Before Mazda was able to come up with a reliable version of the rotary engine, several of its rivals had tried to take advantage of Felix Wankel’s idea. They all had failed.
While the rotary engine was smaller and lighter than its conventional piston counterpart, it presented a recurring problem that bedeviled even the best engineers in the business. That issue involved scratching on the inner surface of the engine housing. “This was caused by the apex seals on the triangular rotor juddering—instead of sliding smoothly—against the inner casing,” explains Mazda. “This scoring led to poor seal durability, and caused the early demise of rotary proposals from many other automotive manufacturers.”

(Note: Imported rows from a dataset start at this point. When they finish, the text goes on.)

use serde::{Deserialize, Serialize};
use std::{fmt, str::FromStr};

const VOICE_CONVERSION_PREFIX: &str = "voice_conversion_models/";
const DIRECT_CLONING_FAMILY: &str = "xtts";

/// What a loaded model can do, decided once when the model is loaded.
#[derive(Clone, Copy, Debug, Eq, PartialEq, Hash, Serialize, Deserialize)]
#[serde(rename_all = "snake_case")]
pub enum ModelCapability {
    /// Clones a voice straight from reference audio (XTTS family).
    DirectCloning,
    /// Converts existing audio into a target voice; cannot read text.
    VoiceConversionOnly,
    /// Ships a fixed set of named speakers.
    MultiSpeaker,
    SingleSpeaker,
}

impl ModelCapability {
    pub const fn as_str(&self) -> &'static str {
        match self {
            ModelCapability::DirectCloning => "direct_cloning",
            ModelCapability::VoiceConversionOnly => "voice_conversion_only",
            ModelCapability::MultiSpeaker => "multi_speaker",
            ModelCapability::SingleSpeaker => "single_speaker",
        }
    }

    pub const fn reads_text(&self) -> bool {
        !matches!(self, ModelCapability::VoiceConversionOnly)
    }
}

impl fmt::Display for ModelCapability {
    fn fmt(&self, f: &mut fmt::Formatter<'_>) -> fmt::Result {
        f.write_str(self.as_str())
    }
}

impl FromStr for ModelCapability {
    type Err = ();

    fn from_str(s: &str) -> Result<Self, Self::Err> {
        match s.to_ascii_lowercase().as_str() {
            "direct_cloning" | "direct-cloning" | "cloning" => Ok(ModelCapability::DirectCloning),
            "voice_conversion_only" | "voice-conversion" | "vc" => {
                Ok(ModelCapability::VoiceConversionOnly)
            }
            "multi_speaker" | "multi-speaker" => Ok(ModelCapability::MultiSpeaker),
            "single_speaker" | "single-speaker" => Ok(ModelCapability::SingleSpeaker),
            _ => Err(()),
        }
    }
}

/// Capability plus the speaker/language metadata a model exposed at load time.
#[derive(Clone, Debug, PartialEq, Eq, Serialize, Deserialize)]
pub struct ModelProfile {
    pub capability: ModelCapability,
    pub multilingual: bool,
    #[serde(skip_serializing_if = "Option::is_none")]
    pub speakers: Option<Vec<String>>,
    #[serde(skip_serializing_if = "Option::is_none")]
    pub languages: Option<Vec<String>>,
}

impl ModelProfile {
    /// Classifies a model from its identifier and the attributes the loaded
    /// engine exposes. Empty speaker or language lists count as absent.
    pub fn infer(
        model_name: &str,
        speakers: Option<Vec<String>>,
        languages: Option<Vec<String>>,
    ) -> Self {
        let speakers = speakers.filter(|list| !list.is_empty());
        let languages = languages.filter(|list| !list.is_empty());

        let capability = if model_name.starts_with(VOICE_CONVERSION_PREFIX) {
            ModelCapability::VoiceConversionOnly
        } else if model_name
            .to_ascii_lowercase()
            .contains(DIRECT_CLONING_FAMILY)
        {
            ModelCapability::DirectCloning
        } else if speakers.is_some() {
            ModelCapability::MultiSpeaker
        } else {
            ModelCapability::SingleSpeaker
        };

        Self {
            capability,
            multilingual: languages.is_some(),
            speakers,
            languages,
        }
    }

    pub fn is_multi_speaker(&self) -> bool {
        self.speakers.is_some()
    }

    pub fn has_speaker(&self, speaker: &str) -> bool {
        self.speakers
            .as_ref()
            .map(|list| list.iter().any(|candidate| candidate == speaker))
            .unwrap_or(false)
    }
}

#[cfg(test)]
mod tests {
    use super::*;

    fn names(values: &[&str]) -> Option<Vec<String>> {
        Some(values.iter().map(|v| v.to_string()).collect())
    }

    #[test]
    fn xtts_is_direct_cloning_and_multilingual() {
        let profile = ModelProfile::infer(
            "tts_models/multilingual/multi-dataset/xtts_v2",
            names(&["Claribel Dervla"]),
            names(&["en", "de"]),
        );
        assert_eq!(profile.capability, ModelCapability::DirectCloning);
        assert!(profile.multilingual);
        assert!(profile.is_multi_speaker());
    }

    #[test]
    fn vctk_vits_is_multi_speaker() {
        let profile = ModelProfile::infer("tts_models/en/vctk/vits", names(&["p225", "p226"]), None);
        assert_eq!(profile.capability, ModelCapability::MultiSpeaker);
        assert!(!profile.multilingual);
        assert!(profile.has_speaker("p226"));
        assert!(!profile.has_speaker("p999"));
    }

    #[test]
    fn freevc_is_conversion_only() {
        let profile =
            ModelProfile::infer("voice_conversion_models/multilingual/vctk/freevc24", None, None);
        assert_eq!(profile.capability, ModelCapability::VoiceConversionOnly);
        assert!(!profile.capability.reads_text());
    }

    #[test]
    fn empty_lists_are_treated_as_absent() {
        let profile =
            ModelProfile::infer("tts_models/en/ljspeech/vits", Some(Vec::new()), Some(Vec::new()));
        assert_eq!(profile.capability, ModelCapability::SingleSpeaker);
        assert!(profile.speakers.is_none());
        assert!(!profile.multilingual);
    }

    #[test]
    fn capability_round_trips_through_str() {
        for capability in [
            ModelCapability::DirectCloning,
            ModelCapability::VoiceConversionOnly,
            ModelCapability::MultiSpeaker,
            ModelCapability::SingleSpeaker,
        ] {
            assert_eq!(capability.as_str().parse::<ModelCapability>(), Ok(capability));
        }
        assert!("unknown".parse::<ModelCapability>().is_err());
    }
}
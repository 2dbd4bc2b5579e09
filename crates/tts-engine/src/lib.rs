use std::{
    path::{Path, PathBuf},
    sync::Arc,
};

use async_trait::async_trait;
use serde::{Deserialize, Serialize};
use thiserror::Error;

mod audio;
mod capability;
#[cfg(feature = "python")]
mod coqui;
mod device;

pub use audio::{encode_wav, write_wav};
pub use capability::{ModelCapability, ModelProfile};
#[cfg(feature = "python")]
pub use coqui::{CoquiRuntime, CoquiRuntimeConfig};
pub use device::{Device, DevicePolicy};

#[derive(Debug, Error)]
pub enum TtsEngineError {
    #[error("synthesis runtime unavailable: {0}")]
    Unavailable(String),
    #[error("failed to load model {model}: {reason}")]
    ModelLoad { model: String, reason: String },
    #[error("render failed: {0}")]
    Render(String),
    #[cfg(feature = "python")]
    #[error(transparent)]
    Python(#[from] pyo3::PyErr),
    #[error(transparent)]
    Io(#[from] std::io::Error),
    #[error(transparent)]
    Other(#[from] anyhow::Error),
}

pub type EngineResult<T> = std::result::Result<T, TtsEngineError>;

/// One concrete call into a loaded model. The dispatcher picks the variant;
/// the engine only executes it.
#[derive(Clone, Debug, PartialEq, Eq, Serialize, Deserialize)]
#[serde(tag = "strategy", rename_all = "snake_case")]
pub enum RenderPlan {
    /// Direct cloning from reference audio.
    Clone {
        text: String,
        reference: PathBuf,
        language: String,
    },
    /// Default synthesis followed by conversion into the reference voice.
    CloneViaConversion { text: String, reference: PathBuf },
    Speaker {
        text: String,
        speaker: String,
        language: Option<String>,
    },
    Default {
        text: String,
        language: Option<String>,
    },
    /// Audio-to-audio conversion, no text involved.
    Convert { source: PathBuf, target: PathBuf },
}

impl RenderPlan {
    pub const fn strategy(&self) -> &'static str {
        match self {
            RenderPlan::Clone { .. } => "clone",
            RenderPlan::CloneViaConversion { .. } => "clone_via_conversion",
            RenderPlan::Speaker { .. } => "speaker",
            RenderPlan::Default { .. } => "default",
            RenderPlan::Convert { .. } => "convert",
        }
    }
}

/// A model that has been constructed and moved onto its device.
#[async_trait]
pub trait TtsModel: Send + Sync {
    fn name(&self) -> &str;
    fn profile(&self) -> &ModelProfile;
    /// Runs the plan and writes the audio to `output`. Blocking engines must
    /// move the work off the async executor.
    async fn render(&self, plan: RenderPlan, output: &Path) -> EngineResult<()>;
}

/// Entry point into a synthesis backend.
#[async_trait]
pub trait TtsRuntime: Send + Sync {
    fn label(&self) -> &'static str;
    fn accelerator_available(&self) -> bool;
    async fn load(&self, model_name: &str, device: Device) -> EngineResult<Arc<dyn TtsModel>>;
}

#[cfg(test)]
mod tests {
    use super::*;

    #[test]
    fn plan_serializes_with_strategy_tag() {
        let plan = RenderPlan::Speaker {
            text: "hi".into(),
            speaker: "p225".into(),
            language: None,
        };
        let json = serde_json::to_value(&plan).unwrap();
        assert_eq!(json["strategy"], "speaker");
        assert_eq!(plan.strategy(), "speaker");
    }
}
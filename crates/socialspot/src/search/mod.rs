//! The search pipeline.
//!
//! Stages run in a fixed order: geo-bounded candidate fetch, exact radius cut,
//! attribute predicates, ranking. Everything after the fetch is pure and
//! synchronous; see [`run_pipeline`].

pub use error::SearchError;
mod facets;
mod fetch;
mod filters;
pub mod heuristics;
mod location;
mod pipeline;
mod proximity;
mod query;
mod rank;

use error::Result;
pub use facets::{filtered_count, unique_categories, unique_event_types};
pub use fetch::{CandidateFetcher, FetchOutcome, FetchPolicy, GEOHASH_FIELD};
pub use filters::AttributeFilterChain;
pub use location::{LocationRequest, ResolvedLocation, resolve_location};
pub use pipeline::run_pipeline;
pub use proximity::ProximityFilter;
pub use query::{
    AgeBand, CategoryFilter, DEFAULT_RADIUS_MILES, DateWindow, RADIUS_OPTIONS_MILES, SearchHit,
    SearchQuery, SearchQueryBuilder,
};
pub use rank::ResultRanker;

mod error {
    use thiserror::Error;

    #[derive(Error, Debug)]
    pub enum SearchError {
        #[error("Geo error: {0}")]
        Geo(#[from] crate::geo::GeoError),
        #[error("Store error: {0}")]
        Data(#[from] socialspot_data::DataError),
        #[error("Invalid query: {0}")]
        InvalidQuery(String),
        #[error(transparent)]
        Other(#[from] anyhow::Error),
    }
    pub type Result<T> = std::result::Result<T, SearchError>;
}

But Mazda engineers, displaying the grit that had enabled the company to survive Hiroshima’s atomic bombing in 1945, persevered and refused to stop until they fixed the Wankel’s fundamental flaw. They succeeded. And it was such an important milestone in the organization’s history that chief engineer Kenichi Yamamoto—the leader of the “47 Samurai” tasked to deliver the rotary engine to the production stage—went on to become company president and chairman.
When Mazda’s rotary engine was ready for regular consumer use, it was shoehorned into the hood of the Cosmo Sport 110S, a rear-wheel-drive coupe launched in Japan on May 30, 1967—half a century ago this year. The Cosmo is considered the spiritual father of both the RX-7 and the RX-8.
Measuring 4,140mm from bumper to bumper, the Cosmo was just a tad longer than the current MX-5 (3,915mm), but was narrower (1,595mm versus 1,735mm) and lower (1,165mm versus 1,230mm). It was powered by a 1.0-liter rotary engine (109hp and 130Nm) mated to a four-speed stick shift.
While only 1,100-plus units of the landmark first-generation model were produced from 1967 to 1972, the Cosmo would ultimately dictate the corporate direction that Mazda would take. It was responsible for the brand’s modern-day “Never Stop Challenging” spirit. It was the driving force—the “zoom-zoom”—within the company at a time when it was too tempting for everyone to just throw in the towel.
The print ad for the Cosmo said it best: “A new era comes to the world of auto technology.” The car and its little rotor opened up endless possibilities not only for Mazda but for the whole industry as well. Thanks to this automobile, Mazda was emboldened to soldier on and venture into uncharted territories. The Skyactiv technologies, for one, owe a lot of their existence to those ’60s Mazda engineers who didn’t give up until they finally got it right.
The Cosmo may not be as historically popular as other classic sports cars (like the Nissan 240Z). It may not even be the most popular Mazda model ever (a distinction that probably belongs to the Miata). But it’s the one automobile that propelled Mazda to greater heights and inspired an entire generation of Japanese engineers to keep innovating.
Enjoy your MX-5 RF. But as you control the switch to stow away its retractable roof, remember to pay a nod to the car that started it all 50 years ago.